Another reason the MPA opted to provide live streaming of postseason events through the NFHS Network and PlayOn! Sports was to increase coverage of activities that traditionally have not been accessible over the Internet or on television.
Before this agreement, the MPA negotiated live streaming rights on a sport-by-sport basis, with high-profile sports like basketball, football and hockey attracting the vast majority of interest.
“There are other sports beyond the high-profile sports like the basketball and football and ice hockey championships that never got any kind of coverage similar to this before,” Durost said. “Now there’s that opportunity for those student-athletes to be seen.”

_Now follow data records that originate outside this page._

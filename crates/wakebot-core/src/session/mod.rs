//! Dismissal of a firing alarm.
//!
//! [`DismissalSession`] is the per-firing state machine; [`run_session`]
//! drives it from a tick interval, robot events and operator input.
//!
//! ```text
//! AwaitingDeviceAck -> Armed -> Muted -> Resolved
//!        ^                        |
//!        +------ Grace <----------+   (wrong answer or timeout)
//! ```

mod driver;
mod machine;
#[cfg(test)]
mod testing;

pub use driver::{run_session, OperatorInput};
pub use machine::DismissalSession;

use chrono::{DateTime, Duration, Utc};
use serde::{Deserialize, Serialize};

use crate::challenge::ChallengeMode;
use crate::protocol::{AlertProfile, Command};
use crate::storage::{ChallengeStore, Config, Settings, StatsStore};

/// How a session ended.
#[derive(Debug, Clone, Copy, PartialEq, Eq, Serialize, Deserialize)]
#[serde(rename_all = "kebab-case")]
pub enum OutcomeReason {
    Solved,
    Exhausted,
    OperatorCancelled,
}

impl OutcomeReason {
    pub fn as_str(self) -> &'static str {
        match self {
            OutcomeReason::Solved => "solved",
            OutcomeReason::Exhausted => "exhausted",
            OutcomeReason::OperatorCancelled => "operator-cancelled",
        }
    }

    pub fn parse(text: &str) -> Option<Self> {
        match text {
            "solved" => Some(OutcomeReason::Solved),
            "exhausted" => Some(OutcomeReason::Exhausted),
            "operator-cancelled" => Some(OutcomeReason::OperatorCancelled),
            _ => None,
        }
    }
}

impl std::fmt::Display for OutcomeReason {
    fn fmt(&self, f: &mut std::fmt::Formatter<'_>) -> std::fmt::Result {
        f.write_str(self.as_str())
    }
}

/// Result of one dismissal session, recorded once.
#[derive(Debug, Clone, PartialEq, Eq, Serialize, Deserialize)]
pub struct DismissalOutcome {
    /// Whole seconds from trigger to resolution.
    pub seconds: i64,
    /// Attempts consumed, counting the first.
    pub attempts: u32,
    pub reason: OutcomeReason,
    pub recorded_at: DateTime<Utc>,
}

#[derive(Debug, Clone, PartialEq, Eq, Serialize, Deserialize)]
#[serde(tag = "state", rename_all = "snake_case")]
pub enum SessionState {
    /// About to send a challenge to the robot.
    AwaitingDeviceAck,
    /// Alert ringing; waiting for the robot's pause button.
    Armed,
    /// Alert silenced; the answer is due by `deadline`.
    Muted {
        attempt: u32,
        deadline: DateTime<Utc>,
    },
    /// Short pause after a failed attempt before the next challenge.
    Grace { resume_at: DateTime<Utc> },
    Resolved(DismissalOutcome),
}

/// Outbound command path. [`crate::link::DeviceLink`] is the real one.
pub trait CommandSink: Send {
    fn send(&self, command: Command);
}

/// Local alert feedback (sound, vibration, notification).
pub trait Feedback: Send {
    fn start(&mut self);
    fn stop(&mut self);
}

/// Feedback that does nothing.
#[derive(Debug, Default, Clone, Copy)]
pub struct SilentFeedback;

impl Feedback for SilentFeedback {
    fn start(&mut self) {}
    fn stop(&mut self) {}
}

/// Collaborators a session talks to.
pub struct SessionPorts {
    pub challenges: Box<dyn ChallengeStore + Send>,
    pub stats: Box<dyn StatsStore + Send>,
    pub commands: Box<dyn CommandSink>,
    pub feedback: Box<dyn Feedback>,
}

/// Longest configurable mute window (one hour).
pub const MAX_MUTE_WINDOW_SECS: u64 = 3_600;
/// Longest configurable grace wait (one minute).
pub const MAX_GRACE_MS: u64 = 60_000;

/// Per-session parameters, read from settings when the alarm fires.
#[derive(Debug, Clone, PartialEq, Eq)]
pub struct SessionSettings {
    pub profile: AlertProfile,
    pub mode: ChallengeMode,
    pub max_attempts: u32,
    pub mute_window: Duration,
    pub grace: Duration,
}

impl Default for SessionSettings {
    fn default() -> Self {
        Self::from_config(&Config::default())
    }
}

impl SessionSettings {
    pub fn from_config(config: &Config) -> Self {
        Self {
            profile: AlertProfile {
                speed: config.speed(),
                volume: config.volume(),
                song: config.song(),
            },
            mode: config.challenge_mode(),
            max_attempts: config.session.max_attempts.max(1),
            mute_window: Duration::seconds(
                config.session.mute_window_secs.clamp(1, MAX_MUTE_WINDOW_SECS) as i64,
            ),
            grace: Duration::milliseconds(config.session.grace_ms.min(MAX_GRACE_MS) as i64),
        }
    }
}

The switch to a single live-streaming provider did impact local outlets like Munzing Media and WHOU that provided live streaming of some postseason events such as early round basketball tournament games over the previous two years, but some have since been hired as subcontractors by PlayOn! Sports for various events.
And for the MPA, the deal with the NFHS Network and PlayOn! Sports provided a single outlet to manage the production of its postseason events in an increased number of activities.
While Durost said the MPA has not been presented with specific data related to the number of Mainers who purchased live postseason streams during the 2013-14 school year, he did say usage was high compared to other states for the opening round of the 2014 high school basketball tournament.
Durost said there was no indication that the availability of games via live streaming had an effect on the number of fans who attended the events, particularly the basketball tournament.
“My take over the 14 years I’ve been doing this is that, for most people, if they have a relative or good friend playing or they simply follow their team, they’re going to go to the games regardless of whether it’s been on MPBN over the years or now with the video streaming,” said Durost, who added that the most important factors affecting attendance are weather, community support and the game’s importance.
One reality that has set in among virtually all involved or affected by the advent of live video streaming of high school sports in Maine is that it’s not going away, so considerable thought is being given to how to maximize the benefits of the technology.
One long-term possibility being mulled informally by some schools is to have games and other activities streamed through their own websites with the goal of getting alumni and other visitors back to the site to learn more about all aspects of the school.
Current video streaming operators say their professionally produced services already provide considerable additional exposure at little cost to the schools.